Currently, HPV vaccination is recommended during adolescence, before the first contact with the virus, which often occurs during sexual activity. Since June 2023, free, recommended but not mandatory HPV vaccinations have been available for girls and boys aged 11 to 14 in Poland. However, this is not just a pediatric vaccination. According to the latest recommendations, it can be administered to all adults, even mature adults, who are sexually active.

“We have two vaccines on the market: a bivalent one protecting against two viruses and a nine-valent one, which protects against nine HPV viruses. These two vaccines are part of the vaccination program for specific birth cohorts. After reaching the age that allows us to get vaccinated for free, we can still get vaccinated, but then the cost and reimbursement rules change,” explains Dr. Wanke-Rytt.

So far, only about 22% of eligible teenagers have benefited from free vaccinations under the program. For comparison, in Belgium, up to 93% of children are vaccinated, and in Spain, it’s about 80%. In Australia, where universal vaccination began over 20 years ago, cancers caused by HPV may soon be completely eradicated. In Poland, according to the assumptions of the National Oncological Strategy, at least 60% of the target population should be vaccinated by the end of 2028.

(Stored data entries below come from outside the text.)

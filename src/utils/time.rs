use chrono::{DateTime, Utc};

/// Source of the current time. Swapped out in tests that exercise timers.
#[cfg_attr(test, mockall::automock)]
pub trait Clock: Send + Sync {
    fn now(&self) -> DateTime<Utc>;
}

#[derive(Debug, Clone, Copy, Default)]
pub struct SystemClock;

impl Clock for SystemClock {
    fn now(&self) -> DateTime<Utc> {
        Utc::now()
    }
}

/// Whole seconds elapsed between `start` and `now`, clamped at zero.
pub fn elapsed_secs(start: DateTime<Utc>, now: DateTime<Utc>) -> i64 {
    (now - start).num_seconds().max(0)
}
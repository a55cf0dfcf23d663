use chrono::{DateTime, Utc};
use serde::{Deserialize, Serialize};
use serde_json::Value as JsonValue;
use uuid::Uuid;
use validator::Validate;

use crate::services::grading_service::TestCaseOutcome;

#[derive(Debug, Clone, Deserialize, Validate)]
pub struct SubmitProblemPayload {
    pub problem_id: Uuid,
    #[serde(default)]
    pub answer: JsonValue,
    pub code_submission: Option<String>,
    pub language: Option<String>,
    #[validate(range(min = 0))]
    pub time_taken: Option<i32>,
}

#[derive(Debug, Clone, PartialEq, Serialize)]
pub struct SessionProgress {
    pub problems_completed: i32,
    pub total_problems: i32,
    pub total_score: i32,
    pub max_score: i32,
    pub time_spent: i64,
    pub time_remaining: i64,
    pub status: String,
}

#[derive(Debug, Clone, Serialize)]
pub struct SessionView {
    pub session_id: Uuid,
    pub category_id: Uuid,
    pub title: String,
    pub description: Option<String>,
    pub problems: Vec<JsonValue>,
    pub total_problems: i32,
    pub max_score: i32,
    /// Seconds.
    pub time_limit: i32,
    pub time_remaining: i64,
    pub started_at: DateTime<Utc>,
    pub status: String,
    pub session_progress: SessionProgress,
}

#[derive(Debug, Clone, Serialize)]
pub struct SubmitProblemResponse {
    pub attempt_id: Uuid,
    pub problem_id: Uuid,
    pub passed: bool,
    pub score: i32,
    pub max_score: i32,
    pub points_earned: i32,
    pub attempt_number: i32,
    pub remaining_attempts: i64,
    #[serde(skip_serializing_if = "Option::is_none")]
    pub test_case_results: Option<Vec<TestCaseOutcome>>,
    pub session_progress: SessionProgress,
}

#[derive(Debug, Clone, Serialize)]
pub struct PracticeCategoryResponse {
    pub id: Uuid,
    pub name: String,
    pub description: Option<String>,
    pub total_problems: i64,
    pub total_points: i64,
    pub session_status: Option<String>,
    pub session_id: Option<Uuid>,
    pub problems_completed: Option<i32>,
}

“We were the last country in the European Union to introduce reimbursed HPV vaccinations. Fortunately, since last year, they have been available, albeit for a limited group of 11-, 12-, and 13-year-olds, depending on the birth cohort, but this is of great importance. We know that the more reimbursed vaccinations are, the greater the willingness to get vaccinated,” explains Dr. Sobierajski.

According to experts, the willingness to get vaccinated could also be increased by facilitating the organization of the entire process. Currently, work is underway to introduce universal HPV vaccination in schools.

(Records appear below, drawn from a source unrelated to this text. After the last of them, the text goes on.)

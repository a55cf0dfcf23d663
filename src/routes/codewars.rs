use axum::{
    extract::{Path, Query, State},
    http::StatusCode,
    response::{IntoResponse, Json},
    Extension,
};

use crate::{
    dto::{
        codewars_dto::{ImportPayload, SearchQuery},
        practice_dto::problem_json,
    },
    error::Result,
    models::user::AuthUser,
    AppState,
};

#[axum::debug_handler]
pub async fn get_challenge(
    State(state): State<AppState>,
    Path(id): Path<String>,
) -> Result<impl IntoResponse> {
    let challenge = state.codewars_service.challenge(&id).await?;
    Ok(Json(challenge))
}

#[axum::debug_handler]
pub async fn search_challenges(
    State(state): State<AppState>,
    Query(query): Query<SearchQuery>,
) -> Result<impl IntoResponse> {
    let challenges = state.codewars_service.search(&query).await?;
    Ok(Json(challenges))
}

#[axum::debug_handler]
pub async fn import_challenge(
    State(state): State<AppState>,
    Extension(user): Extension<AuthUser>,
    Path(id): Path<String>,
    payload: Option<Json<ImportPayload>>,
) -> Result<impl IntoResponse> {
    let payload = payload.map(|Json(p)| p).unwrap_or_default();
    let problem = state
        .codewars_service
        .import(&id, payload.category_id, user.id)
        .await?;
    Ok((StatusCode::CREATED, Json(problem_json(&problem, true, None)?)))
}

“Less than 15% of Primary Health Care Units (POZ) even offer HPV vaccination because the process of ordering and occupying slots in vaccination centers was so complicated that it simply didn’t pay off for clinics. For example, a POZ must demonstrate that a specific day is for HPV vaccinations and cannot schedule other patients on that day, which blocks access to healthcare,” explains the WUM expert.